____ Entries provided
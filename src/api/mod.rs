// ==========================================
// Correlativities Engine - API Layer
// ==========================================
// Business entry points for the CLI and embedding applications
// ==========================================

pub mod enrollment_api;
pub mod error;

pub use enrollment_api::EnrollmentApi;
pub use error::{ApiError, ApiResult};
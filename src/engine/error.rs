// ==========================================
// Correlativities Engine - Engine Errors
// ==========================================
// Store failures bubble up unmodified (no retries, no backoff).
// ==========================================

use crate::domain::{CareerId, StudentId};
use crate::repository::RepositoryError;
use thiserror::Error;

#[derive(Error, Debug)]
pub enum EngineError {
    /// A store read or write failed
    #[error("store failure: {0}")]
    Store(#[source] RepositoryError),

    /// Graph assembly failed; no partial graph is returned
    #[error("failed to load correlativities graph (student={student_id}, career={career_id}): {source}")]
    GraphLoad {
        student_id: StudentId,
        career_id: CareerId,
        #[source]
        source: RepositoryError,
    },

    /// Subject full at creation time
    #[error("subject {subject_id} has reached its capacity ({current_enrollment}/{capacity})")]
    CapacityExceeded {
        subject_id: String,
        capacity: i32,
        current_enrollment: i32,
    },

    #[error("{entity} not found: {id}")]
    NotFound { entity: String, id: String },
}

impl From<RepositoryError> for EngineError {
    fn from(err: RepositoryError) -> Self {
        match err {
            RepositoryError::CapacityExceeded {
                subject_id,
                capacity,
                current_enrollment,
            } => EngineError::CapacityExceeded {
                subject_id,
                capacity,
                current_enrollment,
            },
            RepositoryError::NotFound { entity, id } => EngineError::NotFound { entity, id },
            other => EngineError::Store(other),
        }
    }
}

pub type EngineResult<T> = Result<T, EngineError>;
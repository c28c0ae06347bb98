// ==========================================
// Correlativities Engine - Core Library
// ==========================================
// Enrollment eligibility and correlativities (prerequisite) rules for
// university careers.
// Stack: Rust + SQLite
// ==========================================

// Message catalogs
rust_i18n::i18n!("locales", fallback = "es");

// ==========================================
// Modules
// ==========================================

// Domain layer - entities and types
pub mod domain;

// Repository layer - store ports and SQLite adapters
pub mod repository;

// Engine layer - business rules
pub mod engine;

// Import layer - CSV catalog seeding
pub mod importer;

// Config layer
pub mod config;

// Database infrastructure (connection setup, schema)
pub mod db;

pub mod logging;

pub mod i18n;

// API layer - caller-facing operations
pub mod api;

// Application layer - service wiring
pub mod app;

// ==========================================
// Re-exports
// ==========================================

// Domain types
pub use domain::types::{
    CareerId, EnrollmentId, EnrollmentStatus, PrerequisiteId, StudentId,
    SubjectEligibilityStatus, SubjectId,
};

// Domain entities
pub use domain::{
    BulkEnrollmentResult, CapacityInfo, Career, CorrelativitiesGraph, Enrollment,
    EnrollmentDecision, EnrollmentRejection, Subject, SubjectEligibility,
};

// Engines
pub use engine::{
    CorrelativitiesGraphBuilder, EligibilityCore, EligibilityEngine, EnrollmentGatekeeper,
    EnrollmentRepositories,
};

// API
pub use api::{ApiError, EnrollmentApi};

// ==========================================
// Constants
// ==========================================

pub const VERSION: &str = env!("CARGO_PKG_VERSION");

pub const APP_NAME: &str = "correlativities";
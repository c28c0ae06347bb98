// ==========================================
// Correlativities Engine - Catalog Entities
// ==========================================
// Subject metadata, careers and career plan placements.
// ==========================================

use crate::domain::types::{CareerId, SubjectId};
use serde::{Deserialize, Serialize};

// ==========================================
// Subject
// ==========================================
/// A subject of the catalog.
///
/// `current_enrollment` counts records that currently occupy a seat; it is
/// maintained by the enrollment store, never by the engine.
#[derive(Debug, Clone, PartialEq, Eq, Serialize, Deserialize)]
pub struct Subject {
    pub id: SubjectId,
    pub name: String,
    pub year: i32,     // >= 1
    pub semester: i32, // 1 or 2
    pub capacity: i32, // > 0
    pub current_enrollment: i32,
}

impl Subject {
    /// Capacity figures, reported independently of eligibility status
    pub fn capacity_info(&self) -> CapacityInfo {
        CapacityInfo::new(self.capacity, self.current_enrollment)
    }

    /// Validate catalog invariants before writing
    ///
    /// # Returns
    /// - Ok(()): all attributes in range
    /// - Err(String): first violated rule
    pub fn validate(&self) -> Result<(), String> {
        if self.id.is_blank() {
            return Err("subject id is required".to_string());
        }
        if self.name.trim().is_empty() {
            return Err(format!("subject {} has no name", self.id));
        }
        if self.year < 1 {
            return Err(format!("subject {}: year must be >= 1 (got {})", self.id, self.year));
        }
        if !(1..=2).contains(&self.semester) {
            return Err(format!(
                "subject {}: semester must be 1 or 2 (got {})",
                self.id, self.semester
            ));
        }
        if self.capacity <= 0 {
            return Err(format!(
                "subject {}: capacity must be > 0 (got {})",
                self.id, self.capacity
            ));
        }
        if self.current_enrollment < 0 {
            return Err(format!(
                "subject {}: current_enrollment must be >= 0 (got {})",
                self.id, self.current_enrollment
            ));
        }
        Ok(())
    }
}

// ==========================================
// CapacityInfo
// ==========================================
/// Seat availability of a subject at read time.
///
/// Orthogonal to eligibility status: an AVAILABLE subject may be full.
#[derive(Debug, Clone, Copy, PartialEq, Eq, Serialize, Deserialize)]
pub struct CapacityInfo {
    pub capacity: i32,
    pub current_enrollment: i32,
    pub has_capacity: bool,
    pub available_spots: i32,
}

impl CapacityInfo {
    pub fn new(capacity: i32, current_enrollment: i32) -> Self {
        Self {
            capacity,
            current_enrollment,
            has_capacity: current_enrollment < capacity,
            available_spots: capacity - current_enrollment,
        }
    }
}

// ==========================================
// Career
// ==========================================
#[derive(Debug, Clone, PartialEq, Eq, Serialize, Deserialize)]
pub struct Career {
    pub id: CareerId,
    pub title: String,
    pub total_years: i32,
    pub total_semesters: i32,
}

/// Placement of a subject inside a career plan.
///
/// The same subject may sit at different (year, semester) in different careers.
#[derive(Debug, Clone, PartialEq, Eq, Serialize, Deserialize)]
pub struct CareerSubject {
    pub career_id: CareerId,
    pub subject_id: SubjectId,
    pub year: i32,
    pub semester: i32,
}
________
Work request: Check each line of the entries, and copy the ones that contain "CapacityInfo".

Task result:
    BulkEnrollmentResult, CapacityInfo, Career, CorrelativitiesGraph, Enrollment,
    pub fn capacity_info(&self) -> CapacityInfo {
        CapacityInfo::new(self.capacity, self.current_enrollment)
// CapacityInfo
pub struct CapacityInfo {
impl CapacityInfo {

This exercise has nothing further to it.